[Data extracted from a collection]
↓

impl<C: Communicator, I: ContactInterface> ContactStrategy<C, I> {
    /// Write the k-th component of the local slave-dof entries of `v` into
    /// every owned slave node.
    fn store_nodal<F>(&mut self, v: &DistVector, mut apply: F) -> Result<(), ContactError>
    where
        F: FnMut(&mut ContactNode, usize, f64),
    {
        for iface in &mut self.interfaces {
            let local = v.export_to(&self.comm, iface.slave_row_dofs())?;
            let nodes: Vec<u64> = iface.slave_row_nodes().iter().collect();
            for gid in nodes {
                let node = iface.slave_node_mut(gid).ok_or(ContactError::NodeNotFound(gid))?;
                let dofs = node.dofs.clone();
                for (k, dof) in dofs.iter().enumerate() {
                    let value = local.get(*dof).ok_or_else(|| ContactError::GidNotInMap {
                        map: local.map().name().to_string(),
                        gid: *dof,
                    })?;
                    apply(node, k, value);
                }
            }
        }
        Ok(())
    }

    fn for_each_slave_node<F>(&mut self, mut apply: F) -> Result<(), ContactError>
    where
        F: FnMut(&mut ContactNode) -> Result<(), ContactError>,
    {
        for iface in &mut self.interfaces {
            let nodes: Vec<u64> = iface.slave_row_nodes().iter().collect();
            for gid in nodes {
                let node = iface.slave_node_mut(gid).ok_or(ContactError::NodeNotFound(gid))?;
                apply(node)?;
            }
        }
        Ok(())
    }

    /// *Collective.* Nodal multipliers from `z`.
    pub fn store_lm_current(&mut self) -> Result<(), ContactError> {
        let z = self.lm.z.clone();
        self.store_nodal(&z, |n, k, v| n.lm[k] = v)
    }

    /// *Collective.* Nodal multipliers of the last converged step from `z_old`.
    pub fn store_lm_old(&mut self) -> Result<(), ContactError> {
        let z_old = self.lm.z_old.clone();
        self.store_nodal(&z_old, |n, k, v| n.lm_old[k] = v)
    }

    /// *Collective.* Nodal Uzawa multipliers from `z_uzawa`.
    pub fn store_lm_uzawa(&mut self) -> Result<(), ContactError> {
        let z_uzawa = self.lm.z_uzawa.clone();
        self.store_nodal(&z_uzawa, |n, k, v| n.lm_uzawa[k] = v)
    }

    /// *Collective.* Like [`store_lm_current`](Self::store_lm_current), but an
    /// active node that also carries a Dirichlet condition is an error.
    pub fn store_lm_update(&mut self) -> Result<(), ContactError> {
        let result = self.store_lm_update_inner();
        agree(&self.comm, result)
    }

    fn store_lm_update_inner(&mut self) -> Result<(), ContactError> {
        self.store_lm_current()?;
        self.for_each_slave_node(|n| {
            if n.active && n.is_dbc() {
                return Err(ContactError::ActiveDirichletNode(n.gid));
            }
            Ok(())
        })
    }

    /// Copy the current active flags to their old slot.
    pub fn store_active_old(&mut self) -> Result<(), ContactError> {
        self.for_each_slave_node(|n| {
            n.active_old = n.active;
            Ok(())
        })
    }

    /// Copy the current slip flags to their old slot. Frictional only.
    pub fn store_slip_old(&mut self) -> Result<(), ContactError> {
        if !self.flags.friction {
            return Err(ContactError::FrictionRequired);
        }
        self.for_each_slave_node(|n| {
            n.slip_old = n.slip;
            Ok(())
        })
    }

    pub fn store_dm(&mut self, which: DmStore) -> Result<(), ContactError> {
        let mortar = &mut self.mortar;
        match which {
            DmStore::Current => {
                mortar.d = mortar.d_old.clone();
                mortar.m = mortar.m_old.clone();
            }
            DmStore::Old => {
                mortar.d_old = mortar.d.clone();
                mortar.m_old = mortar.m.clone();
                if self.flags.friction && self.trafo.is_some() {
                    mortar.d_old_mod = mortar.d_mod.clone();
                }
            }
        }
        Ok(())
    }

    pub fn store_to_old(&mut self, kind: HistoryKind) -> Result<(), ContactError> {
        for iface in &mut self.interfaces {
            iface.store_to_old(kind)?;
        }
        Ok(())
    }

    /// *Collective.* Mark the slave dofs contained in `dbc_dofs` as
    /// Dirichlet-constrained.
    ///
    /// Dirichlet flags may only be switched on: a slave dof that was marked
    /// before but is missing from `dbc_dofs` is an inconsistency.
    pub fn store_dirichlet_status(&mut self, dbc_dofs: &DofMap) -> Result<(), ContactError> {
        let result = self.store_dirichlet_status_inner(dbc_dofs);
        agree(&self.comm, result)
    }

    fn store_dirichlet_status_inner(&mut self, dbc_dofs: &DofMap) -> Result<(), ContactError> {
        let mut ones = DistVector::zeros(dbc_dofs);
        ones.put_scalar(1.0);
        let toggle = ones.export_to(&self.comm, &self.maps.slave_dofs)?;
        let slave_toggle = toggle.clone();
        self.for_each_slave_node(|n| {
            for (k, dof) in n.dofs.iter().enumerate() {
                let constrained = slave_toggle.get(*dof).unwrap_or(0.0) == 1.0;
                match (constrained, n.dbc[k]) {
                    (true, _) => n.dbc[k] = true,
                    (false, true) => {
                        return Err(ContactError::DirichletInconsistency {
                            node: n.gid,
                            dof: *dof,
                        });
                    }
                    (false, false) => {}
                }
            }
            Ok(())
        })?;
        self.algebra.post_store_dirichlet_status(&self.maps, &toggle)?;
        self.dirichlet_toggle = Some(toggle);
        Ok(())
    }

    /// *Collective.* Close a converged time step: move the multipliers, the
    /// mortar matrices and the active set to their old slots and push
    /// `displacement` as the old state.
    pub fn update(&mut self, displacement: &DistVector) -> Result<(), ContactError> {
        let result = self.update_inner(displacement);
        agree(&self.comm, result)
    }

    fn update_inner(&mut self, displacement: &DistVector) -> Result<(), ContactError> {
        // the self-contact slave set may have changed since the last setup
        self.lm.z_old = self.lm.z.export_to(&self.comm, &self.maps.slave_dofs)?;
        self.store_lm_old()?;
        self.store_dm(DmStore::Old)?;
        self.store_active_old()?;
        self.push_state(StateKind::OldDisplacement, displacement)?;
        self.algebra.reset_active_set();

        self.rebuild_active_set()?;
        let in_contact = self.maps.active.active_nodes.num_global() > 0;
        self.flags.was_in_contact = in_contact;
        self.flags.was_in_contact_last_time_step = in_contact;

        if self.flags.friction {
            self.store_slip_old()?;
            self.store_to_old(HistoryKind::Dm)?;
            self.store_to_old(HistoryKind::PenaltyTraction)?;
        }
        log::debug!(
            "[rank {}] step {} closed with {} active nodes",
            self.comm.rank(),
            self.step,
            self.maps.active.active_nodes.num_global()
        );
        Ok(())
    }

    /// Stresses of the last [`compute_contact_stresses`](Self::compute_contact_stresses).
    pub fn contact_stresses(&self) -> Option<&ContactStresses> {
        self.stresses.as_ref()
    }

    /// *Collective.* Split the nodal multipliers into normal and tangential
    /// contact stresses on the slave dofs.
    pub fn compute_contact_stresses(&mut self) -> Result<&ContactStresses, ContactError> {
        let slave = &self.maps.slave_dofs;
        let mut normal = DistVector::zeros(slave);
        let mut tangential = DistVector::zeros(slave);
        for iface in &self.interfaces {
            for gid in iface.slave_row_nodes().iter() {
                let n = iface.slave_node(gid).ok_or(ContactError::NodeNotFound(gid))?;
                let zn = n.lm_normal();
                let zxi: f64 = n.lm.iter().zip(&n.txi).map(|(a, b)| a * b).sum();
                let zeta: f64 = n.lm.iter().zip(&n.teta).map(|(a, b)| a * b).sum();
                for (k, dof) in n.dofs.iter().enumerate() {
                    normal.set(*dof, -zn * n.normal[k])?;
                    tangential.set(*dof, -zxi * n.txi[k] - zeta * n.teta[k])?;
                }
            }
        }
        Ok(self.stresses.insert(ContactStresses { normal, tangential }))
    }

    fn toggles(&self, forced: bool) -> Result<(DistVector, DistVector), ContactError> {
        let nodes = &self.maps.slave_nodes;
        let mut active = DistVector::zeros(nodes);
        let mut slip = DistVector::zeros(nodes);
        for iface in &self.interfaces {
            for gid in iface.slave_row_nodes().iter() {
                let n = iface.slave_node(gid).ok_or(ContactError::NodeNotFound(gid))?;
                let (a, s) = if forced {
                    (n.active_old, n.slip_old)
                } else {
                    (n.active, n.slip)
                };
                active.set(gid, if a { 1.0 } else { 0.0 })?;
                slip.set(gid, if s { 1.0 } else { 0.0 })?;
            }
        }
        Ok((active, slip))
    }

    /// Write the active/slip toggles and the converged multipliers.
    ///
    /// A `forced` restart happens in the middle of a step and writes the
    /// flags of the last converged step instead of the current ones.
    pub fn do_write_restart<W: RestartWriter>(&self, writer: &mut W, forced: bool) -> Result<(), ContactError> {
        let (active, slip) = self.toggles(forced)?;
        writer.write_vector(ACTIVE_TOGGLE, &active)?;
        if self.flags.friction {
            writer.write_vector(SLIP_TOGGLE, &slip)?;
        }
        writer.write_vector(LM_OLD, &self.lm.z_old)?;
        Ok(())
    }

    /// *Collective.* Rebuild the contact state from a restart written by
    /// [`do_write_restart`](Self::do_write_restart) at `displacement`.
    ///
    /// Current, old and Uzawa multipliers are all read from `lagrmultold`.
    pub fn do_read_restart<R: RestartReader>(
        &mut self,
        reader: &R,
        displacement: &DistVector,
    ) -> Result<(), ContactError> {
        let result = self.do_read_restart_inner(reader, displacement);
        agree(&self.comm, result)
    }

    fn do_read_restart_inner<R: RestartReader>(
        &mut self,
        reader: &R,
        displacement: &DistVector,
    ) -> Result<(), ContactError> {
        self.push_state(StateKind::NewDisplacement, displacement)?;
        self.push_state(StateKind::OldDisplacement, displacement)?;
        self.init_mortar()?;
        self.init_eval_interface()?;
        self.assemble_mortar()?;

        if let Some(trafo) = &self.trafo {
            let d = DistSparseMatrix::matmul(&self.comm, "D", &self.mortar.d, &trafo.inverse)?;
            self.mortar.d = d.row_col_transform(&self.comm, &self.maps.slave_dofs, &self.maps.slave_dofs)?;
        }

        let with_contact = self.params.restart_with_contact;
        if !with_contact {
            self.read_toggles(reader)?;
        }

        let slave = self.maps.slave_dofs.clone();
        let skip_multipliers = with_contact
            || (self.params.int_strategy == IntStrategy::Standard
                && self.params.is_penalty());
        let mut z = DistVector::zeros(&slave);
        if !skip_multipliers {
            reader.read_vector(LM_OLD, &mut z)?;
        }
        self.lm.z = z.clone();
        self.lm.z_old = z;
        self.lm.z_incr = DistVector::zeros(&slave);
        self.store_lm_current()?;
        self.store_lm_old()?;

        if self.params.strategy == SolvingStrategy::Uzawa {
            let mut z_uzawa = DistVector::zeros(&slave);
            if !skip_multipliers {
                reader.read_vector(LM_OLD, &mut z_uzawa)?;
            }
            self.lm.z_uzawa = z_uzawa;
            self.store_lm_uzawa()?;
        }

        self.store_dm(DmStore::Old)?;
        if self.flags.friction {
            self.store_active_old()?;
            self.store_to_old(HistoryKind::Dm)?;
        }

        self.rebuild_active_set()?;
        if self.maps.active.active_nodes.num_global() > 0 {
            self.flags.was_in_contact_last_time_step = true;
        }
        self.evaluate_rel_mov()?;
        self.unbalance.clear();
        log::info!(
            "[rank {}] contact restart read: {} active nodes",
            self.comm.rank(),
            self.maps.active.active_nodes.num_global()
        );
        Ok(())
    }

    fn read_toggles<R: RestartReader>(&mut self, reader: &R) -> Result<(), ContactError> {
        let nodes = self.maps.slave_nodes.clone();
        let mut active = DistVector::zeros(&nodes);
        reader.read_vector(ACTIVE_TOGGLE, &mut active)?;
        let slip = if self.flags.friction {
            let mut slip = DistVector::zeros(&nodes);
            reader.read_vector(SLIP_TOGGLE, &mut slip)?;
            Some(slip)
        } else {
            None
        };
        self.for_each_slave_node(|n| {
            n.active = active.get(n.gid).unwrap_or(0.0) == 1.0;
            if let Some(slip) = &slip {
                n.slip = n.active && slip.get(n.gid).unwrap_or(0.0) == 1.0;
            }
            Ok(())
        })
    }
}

↑

*YOUR INSTRUCTIONS:*
Exactly how many lines in the records above hold the string "ones"? Reply with that number only.

*WORKED SOLUTION:*
4